Sweden’s FM cites Palestinian despair in discussing cause of Paris attacks

Israeli Foreign Ministry slams Margot Wallström’s ‘total political blindness,’ says it could ‘lead to tragedy’

Raphael Ahren is the diplomatic correspondent at The Times of Israel.

Margot Wallstrom, Sweden's minister of foreign affairs, in her office in Stockholm, October 31, 2014 (AFP/Jonathan Nackstrand)
Margot Wallstrom, Sweden's minister of foreign affairs, in her office in Stockholm, October 31, 2014 (AFP/Jonathan Nackstrand)

Friday’s terror attacks in Paris that killed 129 people were rooted in the frustration of Muslims in the Middle East, including that of Palestinians, Sweden’s foreign minister said this week in a television interview.

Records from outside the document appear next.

//! Builds the integration problem from the parsed settings.

use crate::errors::*;
use crate::settings::{ModelType, Settings};
use itertools::izip;
use log::info;
use polyscatter::models::{CoreShellSphere, MultilayerVesicle};
use polyscatter::polydispersity::PdAxis;
use polyscatter::{ModelInfo, ProblemDetails, QPoint, Snapshot};
use std::fs::File;

/// How the result buffer is seeded.
#[derive(Debug, Clone, Copy, PartialEq)]
pub enum InitType {
    Fresh,
    Resume,
}

/// The shipped kernels the binary can drive.
pub enum ModelKind {
    CoreShellSphere(CoreShellSphere),
    MultilayerVesicle(MultilayerVesicle),
}

/// The q batch, matching the dispatch of the call.
pub enum QMesh {
    Radial(Vec<f64>),
    Planar(Vec<QPoint>),
}

impl QMesh {
    pub fn len(&self) -> usize {
        match self {
            QMesh::Radial(q) => q.len(),
            QMesh::Planar(q) => q.len(),
        }
    }
}

/// Fully assembled call: descriptor, pool, q batch and the (possibly
/// resumed) accumulator.
pub struct Problem {
    pub model: ModelKind,
    pub info: ModelInfo,
    pub details: ProblemDetails,
    pub values: Vec<f64>,
    pub q: QMesh,
    pub result: Vec<f64>,
    pub pd_start: usize,
}

pub fn init_problem(settings: &Settings, init_type: InitType) -> Result<Problem> {
    let magnetic = settings.model.magnetism.is_some();

    let (model, info) = match settings.model.name {
        ModelType::CoreShellSphere => (
            ModelKind::CoreShellSphere(CoreShellSphere),
            CoreShellSphere::info(magnetic),
        ),
        ModelType::MultilayerVesicle => (
            ModelKind::MultilayerVesicle(MultilayerVesicle),
            MultilayerVesicle::info(magnetic),
        ),
    };

    let q = match (&settings.integration.q, &settings.integration.qxy) {
        (Some(q), None) => QMesh::Radial(q.clone()),
        (None, Some(qxy)) => QMesh::Planar(
            qxy.iter()
                .map(|&[x, y]| QPoint { x, y })
                .collect(),
        ),
        _ => bail!("Provide either `q` or `qxy`."),
    };

    let (values, details) = assemble_pool(settings, &info)?;

    let (result, pd_start) = match init_type {
        InitType::Fresh => (vec![0.; q.len() + 1], 0),
        InitType::Resume => {
            let snapshot = read_snapshot(settings)?;
            if snapshot.result.len() != q.len() + 1 {
                bail!(
                    "Snapshot holds {} slots, but the q grid needs {}.",
                    snapshot.result.len(),
                    q.len() + 1
                );
            }
            if snapshot.pd_start > details.num_eval() {
                bail!(
                    "Snapshot resumes at cube point {} of {}.",
                    snapshot.pd_start,
                    details.num_eval()
                );
            }
            info!("Resuming at cube point {}.", snapshot.pd_start);
            (snapshot.result, snapshot.pd_start)
        }
    };

    Ok(Problem {
        model,
        info,
        details,
        values,
        q,
        result,
        pd_start,
    })
}

/// Lays out the parameter pool and derives the hypercube descriptor.
fn assemble_pool(settings: &Settings, info: &ModelInfo) -> Result<(Vec<f64>, ProblemDetails)> {
    let model = &settings.model;

    let mut values = Vec::with_capacity(info.num_values());
    values.push(model.scale);
    values.push(model.background);
    values.extend(&model.parameters);

    if let Some(magnetism) = &model.magnetism {
        if magnetism.moments.len() != info.magnetic_slots.len() {
            bail!(
                "Model has {} magnetic sld slots, the parameter file provides \
                 {} magnetisation vectors.",
                info.magnetic_slots.len(),
                magnetism.moments.len()
            );
        }
        values.push(magnetism.up_frac_i);
        values.push(magnetism.up_frac_f);
        values.push(magnetism.up_angle);
        for moment in &magnetism.moments {
            values.extend(moment);
        }
    }
    debug_assert_eq!(values.len(), info.num_values());

    let mut axes = Vec::with_capacity(model.polydispersity.len());
    let mut offset = 0;
    for pd in &model.polydispersity {
        axes.push(PdAxis {
            par: pd.parameter,
            length: pd.values.len(),
            offset,
        });
        offset += pd.values.len();
    }
    let num_weights = offset;

    for pd in &model.polydispersity {
        values.extend(&pd.values);
    }
    for pd in &model.polydispersity {
        values.extend(&pd.weights);
    }

    for (axis, pd) in izip!(&axes, &model.polydispersity) {
        info!(
            "Polydispersity axis: parameter {} over {} points at offset {}.",
            pd.parameter,
            pd.values.len(),
            axis.offset
        );
    }

    Ok((values, ProblemDetails::new(&axes, num_weights)))
}

fn read_snapshot(settings: &Settings) -> Result<Snapshot> {
    let filename = settings
        .environment
        .init_file
        .as_ref()
        .ok_or("Cannot resume. Please provide a snapshot in the `init_file` field.")?;

    let f = File::open(filename)
        .chain_err(|| format!("Unable to open snapshot file '{}'.", filename))?;

    bincode::deserialize_from(f).chain_err(|| "Unable to parse snapshot file.")
}

#[cfg(test)]
mod tests {
    use super::*;
    use crate::settings;

    fn example() -> Settings {
        settings::read_parameter_file("test/parameter.toml").unwrap()
    }

    #[test]
    fn assembled_pool_matches_layout() {
        let settings = example();
        let problem = init_problem(&settings, InitType::Fresh).unwrap();

        // scale, background, 5 parameters, one grid of 3 values + weights
        assert_eq!(problem.info.num_values(), 7);
        assert_eq!(problem.values.len(), 7 + 6);
        assert_eq!(problem.details.num_eval(), 3);
        assert_eq!(problem.details.num_active(), 1);
        assert_eq!(problem.q.len(), 3);
        assert_eq!(problem.result.len(), 4);
        assert_eq!(problem.pd_start, 0);
    }

    #[test]
    fn resume_needs_init_file() {
        let settings = example();
        assert!(init_problem(&settings, InitType::Resume).is_err());
    }
}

“To counteract the radicalization we must go back to the situation such as the one in the Middle East of which not the least the Palestinians see that there is no future: we must either accept a desperate situation or resort to violence,” Margot Wallström told Swedish television network SVT2T (link in Swedish) a short while after the November 13 attacks, which were claimed by the Islamic State terrorist organization.

Jerusalem reacted angrily to Wallström’s statement. “It would seem that the Swedish foreign minister is afflicted with total political blindness,” Foreign Ministry spokesperson Emmanuel Nahshon told The Times of Israel on Monday. “This blindness may lead to tragedy.”

The Swedish minister’s controversial statement was first reported by David Metzler, an American-born Swede living in Israel, who called it “foolish and irresponsible at best,” in a Times of Israel blog post.

The Swedish embassy in Israel responded by denying that Wallström had “said that Israeli Palestinian conflict is linked to tragic events in Paris.”

In her official response, posted Saturday to the Swedish Foreign Ministry website, Wallström condemned Friday’s “despicable” attacks, calling them acts of terrorism that target democracy and open societies. “They must and will be met with resolve; terrorism must be opposed and those responsible must be called to account.”

She also spoke of the “need to tackle the underlying causes of terrorism,” arguing for a “long-term approach” and for the strengthening of international efforts against extremism and fanaticism. “Together we must stand up for democracy and for humanistic values,” she concluded.

On October 30, 2014, Sweden became the first Western European nations to formally recognize the “State of Palestine,” drawing an angry Israeli response.